BERT

Bert

We currently support loading the following checkpoint via Bert.from_pretrained(identifier)

  • bert-base-cased

  • bert-base-uncased

  • bert-large-cased

  • bert-large-uncased

  • bert-base-chinese

  • bert-base-multilingual-cased

BertConfig

class model_center.model.BertConfig(vocab_size=119547, type_size=2, position_size=512, dim_model=768, num_heads=12, dim_head=64, dim_ff=3072, num_layers=12, dropout_p=0.1, emb_init_mean=0.0, emb_init_std=1, pos_bias_type='none', position_bias_max_distance=1024, norm_init_var=1.0, norm_bias=True, norm_eps=1e-12, att_init_mean=0.0, att_init_std=0.02, att_bias=True, att_mask_value=- 10000.0, ffn_init_mean=0.0, ffn_init_std=0.02, ffn_bias=True, ffn_activate_fn='gelu', proj_init_mean=0.0, proj_init_std=1, proj_bias=True, length_scale=False, attn_scale=True, half=True, int8=False, tied=False, cls_head=None, post_layer_norm=True)

This is a configuration class that stores the configuration of the BERT model, which inherits from the Config class. It is used to instantiate the Bert model according to the specified parameters and define the model architecture. You can set specific parameters to control the output of the model.

For example: [dim_model] is used to determine the Dimension of the encoder layers and the pooler layer. You can choose to use the default value of 768 or customize their dimensions.

BertModel

class model_center.model.Bert(config: model_center.model.config.bert_config.BertConfig)
forward(input_ids=None, length=None, attention_mask=None, token_type_ids=None, position_ids=None, head_mask=None, inputs_embeds=None, encoder_hidden_states=None, encoder_attention_mask=None, output_attentions=None, output_hidden_states=None, return_dict=True, return_logits=False)
This model inherits from BaseModel. This model is also a PyTorch torch.nn.Module subclass.

You can use it as a regular PyTorch Module. You can also select the data and data type that you want the model to return through changing the value of return_dict and return_logits.

Parameters
  • input_ids (torch.Tensor of shape (batch, seq_length)) – Indices of input sequence tokens.
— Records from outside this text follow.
//! Legacy ASCII VTK polydata loader.
//!
//! Only the parts the viewer needs are read:
//! - `POINTS n <type>` — `x y z` triples; `z` is dropped.
//! - `LINES n size` — cells `k i0 .. i(k-1)`; every consecutive index pair
//!   becomes one connection.
//! - `RADIUS` / `RADII` sections and `SCALARS <name> ...` arrays whose name
//!   contains `radius` — one radius per point.
//!
//! Everything else (header, `POINT_DATA`, other scalars, lookup tables) is
//! skipped. Loaded coordinates are centered and scaled to fit the view.

use std::path::{Path, PathBuf};

use glam::Vec2;
use thiserror::Error;
use vessel_core::segment::Segment;
use vessel_core::source::{Geometry, GeometrySource};

/// Loaded trees are scaled to fit `[-FIT_EXTENT, FIT_EXTENT]` on both axes.
pub const FIT_EXTENT: f32 = 0.9;

#[derive(Debug, Error)]
pub enum LoadError {
    #[error("failed to read {path}: {source}")]
    Io {
        path: PathBuf,
        #[source]
        source: std::io::Error,
    },

    #[error("line {line}: {message}")]
    Parse { line: usize, message: String },

    #[error("geometry contains no segments")]
    NoSegments,
}

/// What the numbers on the current line belong to.
#[derive(Clone, Copy, Debug, PartialEq, Eq)]
enum Section {
    None,
    Points { remaining: usize },
    Lines { remaining: usize },
    Radii,
    Skip,
}

/// Parses the first numeric field after the keyword, e.g. `n` in `POINTS n float`.
fn header_count(fields: &[&str], line: usize) -> Result<usize, LoadError> {
    fields
        .get(1)
        .and_then(|f| f.parse().ok())
        .ok_or_else(|| LoadError::Parse {
            line,
            message: format!("expected a count after {}", fields[0]),
        })
}

fn parse_number<T: std::str::FromStr>(field: &str, line: usize) -> Result<T, LoadError> {
    field.parse().map_err(|_| LoadError::Parse {
        line,
        message: format!("invalid number '{field}'"),
    })
}

/// Parses VTK legacy ASCII text into indexed geometry.
///
/// ### Returns
/// - `Ok(Geometry)` with raw (unscaled) coordinates. The geometry may be
///   empty; callers decide whether that is an error.
/// - `Err(LoadError::Parse)` if a data line contains a malformed number or a
///   section header lacks its count.
pub fn parse_vtk(text: &str) -> Result<Geometry, LoadError> {
    let mut geometry = Geometry::default();
    let mut section = Section::None;
    let mut coords: Vec<f32> = Vec::with_capacity(3);
    let mut cell: Vec<usize> = Vec::new();

    for (idx, raw) in text.lines().enumerate() {
        let line = idx + 1;
        let fields: Vec<&str> = raw.split_whitespace().collect();
        let Some(&first) = fields.first() else {
            continue;
        };

        if first.starts_with(|c: char| c.is_ascii_alphabetic() || c == '#') {
            section = match first {
                "POINTS" => {
                    let n = header_count(&fields, line)?;
                    geometry.points.reserve(n.min(text.len()));
                    coords.clear();
                    Section::Points { remaining: n }
                }
                "LINES" => {
                    let n = header_count(&fields, line)?;
                    geometry.connections.reserve(n.min(text.len()));
                    cell.clear();
                    Section::Lines { remaining: n }
                }
                "RADIUS" | "RADII" => Section::Radii,
                "SCALARS" => {
                    let name = fields.get(1).copied().unwrap_or_default();
                    if name.to_ascii_lowercase().contains("radius") {
                        Section::Radii
                    } else {
                        Section::Skip
                    }
                }
                // Belongs to the SCALARS header just read.
                "LOOKUP_TABLE" => section,
                _ => Section::None,
            };
            continue;
        }

        match &mut section {
            Section::Points { remaining } => {
                for field in &fields {
                    if *remaining == 0 {
                        break;
                    }
                    coords.push(parse_number(field, line)?);
                    if coords.len() == 3 {
                        geometry.points.push(Vec2::new(coords[0], coords[1]));
                        coords.clear();
                        *remaining -= 1;
                    }
                }
            }
            Section::Lines { remaining } => {
                for field in &fields {
                    if *remaining == 0 {
                        break;
                    }
                    cell.push(parse_number(field, line)?);
                    let cell_len = cell[0].checked_add(1).ok_or_else(|| LoadError::Parse {
                        line,
                        message: format!("cell size {} out of range", cell[0]),
                    })?;
                    if cell.len() == cell_len {
                        geometry
                            .connections
                            .extend(cell[1..].windows(2).map(|w| (w[0], w[1])));
                        cell.clear();
                        *remaining -= 1;
                    }
                }
            }
            Section::Radii => {
                for field in &fields {
                    geometry.radii.push(parse_number(field, line)?);
                }
            }
            Section::None | Section::Skip => {}
        }
    }

    tracing::debug!(
        points = geometry.points.len(),
        connections = geometry.connections.len(),
        radii = geometry.radii.len(),
        "parsed vtk"
    );
    Ok(geometry)
}

/// A tree stored in a VTK file on disk.
#[derive(Clone, Debug)]
pub struct VtkFile {
    pub path: PathBuf,
}

impl VtkFile {
    pub fn new(path: impl AsRef<Path>) -> Self {
        Self {
            path: path.as_ref().to_path_buf(),
        }
    }
}

impl GeometrySource for VtkFile {
    type Error = LoadError;

    /// Reads, parses and fits the file, then flattens it into segments.
    fn segments(&self) -> Result<Vec<Segment>, LoadError> {
        let text = std::fs::read_to_string(&self.path).map_err(|source| LoadError::Io {
            path: self.path.clone(),
            source,
        })?;

        let mut geometry = parse_vtk(&text)?;
        geometry.fit_to(FIT_EXTENT);

        let segments = geometry.to_segments();
        if segments.is_empty() {
            return Err(LoadError::NoSegments);
        }
        Ok(segments)
    }
}

#[cfg(test)]
mod tests {
    use super::*;

    const SAMPLE: &str = "\
# vtk DataFile Version 3.0
tree2D Nterm 3
ASCII
DATASET POLYDATA
POINTS 4 float
0.0 0.0 0.0
0.0 10.0 0.0
5.0 15.0 0.0  -5.0 15.0 0.0
LINES 3 9
2 0 1
2 1 2
2 1 3
POINT_DATA 4
SCALARS radius float
LOOKUP_TABLE default
0.4 0.3
0.2 0.1
";

    #[test]
    fn parses_points_lines_and_radii() {
        let g = parse_vtk(SAMPLE).unwrap();

        assert_eq!(
            g.points,
            vec![
                Vec2::new(0.0, 0.0),
                Vec2::new(0.0, 10.0),
                Vec2::new(5.0, 15.0),
                Vec2::new(-5.0, 15.0),
            ]
        );
        assert_eq!(g.connections, vec![(0, 1), (1, 2), (1, 3)]);
        assert_eq!(g.radii, vec![0.4, 0.3, 0.2, 0.1]);
    }

    #[test]
    fn polyline_cells_become_consecutive_pairs() {
        let text = "POINTS 3 float\n0 0 0 1 0 0 2 0 0\nLINES 1 4\n3 0 1 2\n";

        let g = parse_vtk(text).unwrap();

        assert_eq!(g.connections, vec![(0, 1), (1, 2)]);
    }

    #[test]
    fn other_scalars_are_ignored() {
        let text = "POINTS 1 float\n0 0 0\nPOINT_DATA 1\nSCALARS pressure float\nLOOKUP_TABLE default\n7.5\nRADII\n0.25\n";

        let g = parse_vtk(text).unwrap();

        assert_eq!(g.radii, vec![0.25]);
    }

    #[test]
    fn malformed_number_reports_line() {
        let text = "POINTS 2 float\n0 0 0\n1 x 0\n";

        let err = parse_vtk(text).unwrap_err();

        assert!(matches!(err, LoadError::Parse { line: 3, .. }), "{err}");
    }

    #[test]
    fn missing_count_is_an_error() {
        let err = parse_vtk("POINTS\n").unwrap_err();

        assert!(matches!(err, LoadError::Parse { line: 1, .. }));
    }

    #[test]
    fn oversized_cell_count_is_an_error() {
        let text = "POINTS 2 float\n0 0 0 1 0 0\nLINES 1 2\n18446744073709551615 0\n";

        let err = parse_vtk(text).unwrap_err();

        assert!(matches!(err, LoadError::Parse { line: 4, .. }), "{err}");
    }

    #[test]
    fn huge_header_count_does_not_preallocate() {
        let g = parse_vtk("POINTS 18446744073709551615 float\n0 0 0\n").unwrap();

        assert_eq!(g.points, vec![Vec2::ZERO]);

        let g = parse_vtk("LINES 18446744073709551615 3\n2 0 1\n").unwrap();

        assert_eq!(g.connections, vec![(0, 1)]);
    }

    #[test]
    fn missing_file_is_io_error() {
        let file = VtkFile::new("does/not/exist.vtk");

        assert!(matches!(file.segments(), Err(LoadError::Io { .. })));
    }

    #[test]
    fn file_is_fitted_into_view() {
        let path = std::env::temp_dir().join(format!("vessel-view-{}.vtk", std::process::id()));
        std::fs::write(&path, SAMPLE).unwrap();

        let segments = VtkFile::new(&path).segments();
        std::fs::remove_file(&path).ok();
        let segments = segments.unwrap();

        assert_eq!(segments.len(), 3);
        // Bounding box (-5..5, 0..15) is centered and its 15-unit height
        // scaled to 1.8.
        assert!((segments[0].start - Vec2::new(0.0, -0.9)).length() < 1e-6);
        assert!((segments[1].end - Vec2::new(0.6, 0.9)).length() < 1e-6);
        assert_eq!(segments[0].start_radius, 0.4);
    }

    #[test]
    fn file_without_lines_has_no_segments() {
        let path =
            std::env::temp_dir().join(format!("vessel-view-empty-{}.vtk", std::process::id()));
        std::fs::write(&path, "POINTS 1 float\n0 0 0\n").unwrap();

        let result = VtkFile::new(&path).segments();
        std::fs::remove_file(&path).ok();

        assert!(matches!(result, Err(LoadError::NoSegments)));
    }
}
It will be embedded by model’s internal embedding lookup matrix.

  • length (torch.Tensor of shape (batch)) – Length of input sequence before padding.
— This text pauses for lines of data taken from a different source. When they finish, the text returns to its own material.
//! Geometry source boundary.
//!
//! Anything that can hand the core a segment soup implements
//! [`GeometrySource`]. File formats usually produce a [`Geometry`] first
//! (points, index-pair connections, optional per-point radii) and then
//! flatten it with [`Geometry::to_segments`].

use crate::segment::Segment;
use glam::Vec2;

/// Start radius substituted when a connection has no radius data.
pub const DEFAULT_START_RADIUS: f32 = 0.05;
/// End radius substituted when a connection has no radius data.
pub const DEFAULT_END_RADIUS: f32 = 0.02;

/// A producer of segment soups.
///
/// Sources that cannot fail use [`std::convert::Infallible`] as their
/// error type.
pub trait GeometrySource {
    type Error;

    /// Produces a fresh segment soup.
    fn segments(&self) -> Result<Vec<Segment>, Self::Error>;
}

/// Indexed line geometry as read from a file.
#[derive(Clone, Debug, Default, PartialEq)]
pub struct Geometry {
    pub points: Vec<Vec2>,
    /// 0-based index pairs into `points`.
    pub connections: Vec<(usize, usize)>,
    /// Per-point radii, aligned with `points`. May be shorter or empty.
    pub radii: Vec<f32>,
}

impl Geometry {
    /// Flattens the indexed geometry into a segment soup.
    ///
    /// Connections referencing a point outside `points` are skipped one by
    /// one. A connection whose endpoints are not both covered by `radii`
    /// gets the default radius pair.
    ///
    /// ### Returns
    /// One [`Segment`] per valid connection, in connection order.
    pub fn to_segments(&self) -> Vec<Segment> {
        let mut segments = Vec::with_capacity(self.connections.len());
        let mut skipped = 0usize;

        for &(a, b) in &self.connections {
            let (Some(&start), Some(&end)) = (self.points.get(a), self.points.get(b)) else {
                skipped += 1;
                continue;
            };

            let (start_radius, end_radius) = match (self.radii.get(a), self.radii.get(b)) {
                (Some(&ra), Some(&rb)) => (ra, rb),
                _ => (DEFAULT_START_RADIUS, DEFAULT_END_RADIUS),
            };

            segments.push(Segment::new(start, end, start_radius, end_radius));
        }

        if skipped > 0 {
            tracing::debug!(
                skipped,
                points = self.points.len(),
                "skipped out-of-range connections"
            );
        }
        segments
    }

    /// Centers the points on their bounding box and scales them uniformly
    /// so that the larger extent spans `[-half_extent, half_extent]`.
    ///
    /// Degenerate inputs (no points, or all points identical) are only
    /// translated.
    pub fn fit_to(&mut self, half_extent: f32) {
        let Some(&first) = self.points.first() else {
            return;
        };

        let (min, max) = self
            .points
            .iter()
            .fold((first, first), |(lo, hi), &p| (lo.min(p), hi.max(p)));

        let center = (min + max) * 0.5;
        let extent = (max - min).max_element() * 0.5;
        let scale = if extent > 0.0 {
            half_extent / extent
        } else {
            1.0
        };

        for p in &mut self.points {
            *p = (*p - center) * scale;
        }
    }
}

impl GeometrySource for Geometry {
    type Error = std::convert::Infallible;

    fn segments(&self) -> Result<Vec<Segment>, Self::Error> {
        Ok(self.to_segments())
    }
}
  • attention_mask (torch.Tensor of shape (batch, seq_length)) – Used to avoid performing attention on padding token indices.

  • token_type_ids (torch.Tensor of shape (batch, seq_length)) – Unused.

  • position_ids (torch.Tensor of shape (batch, seq_length)) – Unused.

  • head_mask (torch.Tensor of shape (num_layers, num_heads)) – Unused.

  • inputs_embeds (torch.Tensor of shape (batch, seq_length, dim_model)) – Embedding of the input. You can choose to directly pass the inputs embedding to control the way of embedding.

  • encoder_hidden_states (torch.Tensor of shape(batch, seq_length, dim_model)) – Unused.

  • encoder_attention_mask (torch.Tensor of shape (batch, seq_length)) – Unused.

  • output_attentions (torch.Tensor of shape (batch, num_heads, seq_length, seq_length)) – Unused.

  • output_hidden_states (torch.Tensor of shape (batch, seq_length, dim_model)) – Unused.

  • return_dict (bool) – Whether to return a BaseModelOutputWithPoolingAndCrossAttentions instead of just a tuple.

  • return_logits (bool) – Whether to return the prediction score for each token in vocabulary (before softmax).

Returns

The Bert output. Depended on the value of return_dict and return_logits

Return type

BaseModelOutputWithPoolingAndCrossAttentions or tuple or torch.Tensor of shape (batch, seq_length, vocab_output_size) or (batch, seqlen, cls_head)

BertTokenizer

class model_center.tokenizer.BertTokenizer

The current implementation is mainly an alias to BertTokenizer of Hugging Face Transformers. we will change to our SAM implementation in the future, which will be a more efficient tokenizer.